TASK GOAL → Look in the material below for the line holding "pub fn name(&self)". Set it down exactly, with each later line up to and including the line holding "it has started.".

^^^^^^^^^^^^^^^^

//! # Worker Launcher
//!
//! Starts long-running subsystems (audio, streaming, ...) on their own named
//! threads and hands back an owned handle instead of an untracked thread.
//!
//! ## Architecture
//!
//! ```text
//!   Caller                       Worker thread
//!     │                               │
//!     │ start(worker) ──spawn──────>  │ running = true
//!     │ <── WorkerHandle              │ started.publish(thread id)
//!     │                               │ worker.run(&stop)
//!     │ handle.stop() ──StopSignal──> │   ...observes stop, returns
//!     │ handle.join() <───────────────│ running = false
//! ```

use std::fmt;
use std::sync::atomic::{AtomicBool, Ordering};
use std::sync::Arc;
use std::thread::{self, JoinHandle, ThreadId};
use std::time::Duration;

use parking_lot::{Condvar, Mutex};

use crate::error::WorkerLaunchError;
use crate::sync::AsyncResourceSlot;

/// A component that runs an independent loop on a dedicated thread.
///
/// The worker is fully constructed on the caller's thread and then moved to
/// the new one; `Send + 'static` keeps partially-initialized or borrowed state
/// from crossing the boundary.
pub trait Worker: Send + 'static {
    /// Link the rest of the application uses to talk to the running worker.
    type Control: Clone + Send + 'static;

    /// Thread name for the worker.
    fn name(&self) -> &str;

    /// Returns the control link. Called once, before the worker is moved.
    fn control(&self) -> Self::Control;

    /// The worker's main loop. Should return promptly once `stop` is raised.
    fn run(&mut self, stop: &StopSignal);
}

/// Shared stop request, observable from inside a worker loop.
#[derive(Clone, Default)]
pub struct StopSignal {
    inner: Arc<StopInner>,
}

#[derive(Default)]
struct StopInner {
    stopped: Mutex<bool>,
    condvar: Condvar,
}

impl StopSignal {
    /// Creates a signal that has not been raised.
    #[must_use]
    pub fn new() -> Self {
        Self::default()
    }

    /// Raises the signal and wakes anyone sleeping in [`wait_timeout`](Self::wait_timeout).
    pub fn stop(&self) {
        *self.inner.stopped.lock() = true;
        self.inner.condvar.notify_all();
    }

    /// Returns whether the signal has been raised.
    #[must_use]
    pub fn is_stopped(&self) -> bool {
        *self.inner.stopped.lock()
    }

    /// Sleeps for up to `timeout`, waking early if the signal is raised.
    ///
    /// Returns `true` if a stop was requested.
    pub fn wait_timeout(&self, timeout: Duration) -> bool {
        let mut stopped = self.inner.stopped.lock();
        if !*stopped {
            self.inner.condvar.wait_for(&mut stopped, timeout);
        }
        *stopped
    }
}

impl fmt::Debug for StopSignal {
    fn fmt(&self, f: &mut fmt::Formatter<'_>) -> fmt::Result {
        f.debug_struct("StopSignal")
            .field("stopped", &self.is_stopped())
            .finish()
    }
}

/// How a worker thread ended.
#[derive(Clone, Copy, Debug, PartialEq, Eq)]
pub enum WorkerExit {
    /// `run` returned normally.
    Completed,
    /// `run` panicked.
    Panicked,
}

/// Starts workers on new threads.
#[derive(Clone, Debug, Default)]
pub struct WorkerLauncher {
    stack_size: Option<usize>,
}

impl WorkerLauncher {
    /// Creates a launcher with the platform's default stack size.
    #[must_use]
    pub fn new() -> Self {
        Self::default()
    }

    /// Sets the stack size for threads started by this launcher.
    #[must_use]
    pub fn with_stack_size(mut self, bytes: usize) -> Self {
        self.stack_size = Some(bytes);
        self
    }

    /// Runs `worker` on a new named thread and returns immediately.
    ///
    /// # Errors
    ///
    /// Returns [`WorkerLaunchError`] if the thread cannot be spawned.
    pub fn start<W: Worker>(
        &self,
        mut worker: W,
    ) -> Result<WorkerHandle<W::Control>, WorkerLaunchError> {
        let name = worker.name().to_owned();
        let control = worker.control();

        let stop = StopSignal::new();
        let started = Arc::new(AsyncResourceSlot::new());
        let running = Arc::new(AtomicBool::new(false));

        let thread_stop = stop.clone();
        let thread_started = Arc::clone(&started);
        let thread_running = Arc::clone(&running);
        let thread_name = name.clone();

        let mut builder = thread::Builder::new().name(name.clone());
        if let Some(bytes) = self.stack_size {
            builder = builder.stack_size(bytes);
        }

        let thread = builder
            .spawn(move || {
                let _running = RunningGuard::enter(thread_running);
                thread_started.publish(thread::current().id());
                tracing::info!(worker = %thread_name, "worker started");

                worker.run(&thread_stop);

                tracing::info!(worker = %thread_name, "worker stopped");
            })
            .map_err(|source| WorkerLaunchError {
                name: name.clone(),
                source,
            })?;

        Ok(WorkerHandle {
            name,
            control,
            stop,
            started,
            running,
            thread: Some(thread),
        })
    }
}

/// Keeps the running flag accurate even if `run` unwinds.
struct RunningGuard(Arc<AtomicBool>);

impl RunningGuard {
    fn enter(flag: Arc<AtomicBool>) -> Self {
        flag.store(true, Ordering::Release);
        Self(flag)
    }
}

impl Drop for RunningGuard {
    fn drop(&mut self) {
        self.0.store(false, Ordering::Release);
    }
}

/// Owned handle to a running worker.
///
/// Dropping the handle stops the worker and joins its thread.
pub struct WorkerHandle<C> {
    name: String,
    control: C,
    stop: StopSignal,
    started: Arc<AsyncResourceSlot<ThreadId>>,
    running: Arc<AtomicBool>,
    thread: Option<JoinHandle<()>>,
}

impl<C> WorkerHandle<C> {
    /// Returns the worker's thread name.
    #[must_use]
    pub fn name(&self) -> &str {
        &self.name
    }

    /// Returns the control link captured before the worker was moved.
    #[must_use]
    pub fn control(&self) -> &C {
        &self.control
    }

    /// Returns the worker thread's id once it has started.
    #[must_use]
    pub fn thread_id(&self) -> Option<ThreadId> {
        self.started.try_get()
    }

    /// Returns whether the worker is inside `run` right now.
    #[must_use]
    pub fn is_running(&self) -> bool {
        self.running.load(Ordering::Acquire)
    }

    /// Waits up to `timeout` for the worker thread to enter `run`.
    ///
    /// Returns `true` if the worker started and has not yet returned.
    #[must_use]
    pub fn wait_until_running(&self, timeout: Duration) -> bool {
        self.started.await_value_timeout(timeout).is_some() && self.is_running()
    }

    /// Asks the worker to stop. Does not wait.
    pub fn stop(&self) {
        self.stop.stop();
    }

    /// Stops the worker and waits for its thread to finish.
    pub fn join(mut self) -> WorkerExit {
        self.stop_and_join()
    }

    fn stop_and_join(&mut self) -> WorkerExit {
        self.stop.stop();
        let Some(thread) = self.thread.take() else {
            return WorkerExit::Completed;
        };
        match thread.join() {
            Ok(()) => WorkerExit::Completed,
            Err(_) => {
                tracing::error!(worker = %self.name, "worker panicked");
                WorkerExit::Panicked
            }
        }
    }
}

impl<C> fmt::Debug for WorkerHandle<C> {
    fn fmt(&self, f: &mut fmt::Formatter<'_>) -> fmt::Result {
        f.debug_struct("WorkerHandle")
            .field("name", &self.name)
            .field("running", &self.is_running())
            .finish_non_exhaustive()
    }
}

impl<C> Drop for WorkerHandle<C> {
    fn drop(&mut self) {
        self.stop_and_join();
    }
}

#[cfg(test)]
mod tests {
    use super::*;
    use std::sync::atomic::AtomicUsize;
    use std::time::Instant;

    /// Counts loop iterations until stopped.
    struct TickWorker {
        ticks: Arc<AtomicUsize>,
    }

    impl Worker for TickWorker {
        type Control = Arc<AtomicUsize>;

        fn name(&self) -> &str {
            "tick-worker"
        }

        fn control(&self) -> Self::Control {
            Arc::clone(&self.ticks)
        }

        fn run(&mut self, stop: &StopSignal) {
            while !stop.wait_timeout(Duration::from_millis(1)) {
                self.ticks.fetch_add(1, Ordering::Relaxed);
            }
        }
    }

    struct PanicWorker;

    impl Worker for PanicWorker {
        type Control = ();

        fn name(&self) -> &str {
            "panic-worker"
        }

        fn control(&self) -> Self::Control {}

        fn run(&mut self, _stop: &StopSignal) {
            panic!("worker blew up");
        }
    }

    fn tick_worker() -> TickWorker {
        TickWorker {
            ticks: Arc::new(AtomicUsize::new(0)),
        }
    }

    #[test]
    fn test_start_returns_running_handle() {
        let handle = WorkerLauncher::new().start(tick_worker()).unwrap();

        assert!(handle.wait_until_running(Duration::from_secs(2)));
        assert_eq!(handle.name(), "tick-worker");
        assert_ne!(handle.thread_id(), Some(thread::current().id()));

        assert_eq!(handle.join(), WorkerExit::Completed);
    }

    #[test]
    fn test_control_link_shared_with_worker() {
        let handle = WorkerLauncher::new().start(tick_worker()).unwrap();
        assert!(handle.wait_until_running(Duration::from_secs(2)));

        let deadline = Instant::now() + Duration::from_secs(2);
        while handle.control().load(Ordering::Relaxed) == 0 && Instant::now() < deadline {
            thread::sleep(Duration::from_millis(1));
        }
        assert!(handle.control().load(Ordering::Relaxed) > 0);
    }

    #[test]
    fn test_stop_ends_worker() {
        let handle = WorkerLauncher::new().start(tick_worker()).unwrap();
        assert!(handle.wait_until_running(Duration::from_secs(2)));

        handle.stop();
        let deadline = Instant::now() + Duration::from_secs(2);
        while handle.is_running() && Instant::now() < deadline {
            thread::sleep(Duration::from_millis(1));
        }
        assert!(!handle.is_running());
    }

    #[test]
    fn test_panicking_worker_reported_at_join() {
        let handle = WorkerLauncher::new().start(PanicWorker).unwrap();
        assert_eq!(handle.join(), WorkerExit::Panicked);
    }

    #[test]
    fn test_stop_signal_wait_wakes_early() {
        let signal = StopSignal::new();
        let remote = signal.clone();

        let waker = thread::spawn(move || {
            thread::sleep(Duration::from_millis(10));
            remote.stop();
        });

        let start = Instant::now();
        assert!(signal.wait_timeout(Duration::from_secs(5)));
        assert!(start.elapsed() < Duration::from_secs(5));
        waker.join().unwrap();
    }

    #[test]
    fn test_stop_signal_wait_times_out() {
        let signal = StopSignal::new();
        assert!(!signal.wait_timeout(Duration::from_millis(5)));
        assert!(!signal.is_stopped());
    }
}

^^^^^^^^^^^^^^^^

TASK OUTPUT →
    pub fn name(&self) -> &str {
        &self.name
    }

    /// Returns the control link captured before the worker was moved.
    #[must_use]
    pub fn control(&self) -> &C {
        &self.control
    }

    /// Returns the worker thread's id once it has started.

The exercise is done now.